The Tánaiste asked for some initiatives. I offer to him the following proposals for his consideration. Based on the example of France, immediate Government-backed loan funding could be made available to SMEs based on previous tax paid or previous payroll expenditure. At the year's end, the receiving company would audit its losses due to Covid-19, and such losses would be offset against the loan finance provided. For companies still operating at a deficit, continuing support should be provided to allow innovative business initiatives to be explored. A commitment to employment numbers would be required in that instance. Forbearance and restructuring, such as an administration lite process, should be allowed so viable restructured companies can continue to trade without having the liability of seeking High Court protections and the unwelcome attention of fire-sale liquidators.

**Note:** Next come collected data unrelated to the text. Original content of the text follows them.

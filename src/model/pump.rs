/// Quadratic head-flow characteristic of a centrifugal pump.
///
/// The delivered head follows `h(Q) = a1 + a2 * Q^2` with flow in m³/h and head
/// in meters. With `a2 < 0` the curve falls from the shut-off head `a1` to zero
/// at [`PumpCurve::runout_flow_m3h`]; beyond that point the curve has no
/// physical meaning.
///
/// # Examples
///
/// ```
/// use pump_sched::model::pump::PumpCurve;
///
/// let pump = PumpCurve::default();
/// assert_eq!(pump.head_m(0.0), 260.0);
/// assert!(pump.head_m(100.0) < pump.head_m(50.0));
/// ```
#[derive(Debug, Clone, Copy, PartialEq)]
pub struct PumpCurve {
    /// Shut-off head (m).
    pub a1: f64,
    /// Quadratic head coefficient (m per (m³/h)²).
    pub a2: f64,
    /// Wire-to-water efficiency (0..1.0).
    pub efficiency: f64,
}

impl PumpCurve {
    /// Creates a pump curve.
    ///
    /// # Panics
    ///
    /// Panics if `efficiency` is outside `(0, 1]` or `a1` is not positive.
    pub fn new(a1: f64, a2: f64, efficiency: f64) -> Self {
        assert!(a1 > 0.0, "shut-off head must be > 0");
        assert!(efficiency > 0.0 && efficiency <= 1.0);
        Self { a1, a2, efficiency }
    }

    /// Head delivered at `flow_m3h` (m).
    pub fn head_m(&self, flow_m3h: f64) -> f64 {
        self.a1 + self.a2 * flow_m3h * flow_m3h
    }

    /// Flow at which the head drops to zero, or infinity for a non-falling curve.
    pub fn runout_flow_m3h(&self) -> f64 {
        if self.a2 < 0.0 {
            (-self.a1 / self.a2).sqrt()
        } else {
            f64::INFINITY
        }
    }
}

impl Default for PumpCurve {
    fn default() -> Self {
        Self::new(260.0, -0.002, 0.65)
    }
}

#[cfg(test)]
mod tests {
    use super::*;

    #[test]
    fn shutoff_head_is_a1() {
        assert_eq!(PumpCurve::default().head_m(0.0), 260.0);
    }

    #[test]
    fn head_strictly_decreasing_for_positive_flow() {
        let pump = PumpCurve::default();
        let mut prev = pump.head_m(0.0);
        for i in 1..=360 {
            let h = pump.head_m(f64::from(i));
            assert!(h < prev, "head not decreasing at Q={i}");
            prev = h;
        }
    }

    #[test]
    fn runout_flow_zeroes_head() {
        let pump = PumpCurve::default();
        let q = pump.runout_flow_m3h();
        assert!(pump.head_m(q).abs() < 1e-9);
    }

    #[test]
    #[should_panic]
    fn zero_efficiency_panics() {
        PumpCurve::new(260.0, -0.002, 0.0);
    }
}
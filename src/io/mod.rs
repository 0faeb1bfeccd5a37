/// CSV export of simulation traces.
pub mod export;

Insurance remains a bugbear for every business in this country. Surely it is now possible to produce a book of quantum that describes a reliable claims environment which can be established and which can offer transparency to both the insurer and insured. I hope this will be an immediate priority of the Government.

The treatment of people by landlords and utility companies must be reviewed. Some legal mechanism must be provided to ensure fair dealing and a process for managed legal redress or arbitration for those who have suffered in the Covid period.

For businesses operating specifically in the tourism, hospitality and arts sectors, VAT modifications must be considered. A 5% VAT rate until 2021, which would revert to 9% thereafter, should be considered for the sectors. In addition, the commercial rates waiver must be extended until the end of 2021, and then the waivers must be reintroduced on a tapering scale.

Commentary on the July stimulus is increasing but if we surround the July stimulus with red tape, the money will not find its way into local economies to mitigate the worst economic damage of Covid-19.

We stand at a crossroads with the Government now, but we have the benefit of hindsight. Another bailout is required but this time the decision is to bail out the Irish people and the economy. The issue is not whether we should do it but, rather, how we do it. The Bill comprises a welcome step along the road but far greater strides will be required to complete the journey before us. I hope, for the sake of our country, that ongoing financial planning is rooted in equitable treatment for every business sector and region. A large number of our previously working population are waiting to see whether their sacrifices and political choices will be vindicated. The answers to their questions lie primarily in the fiscal measures that the Government is considering.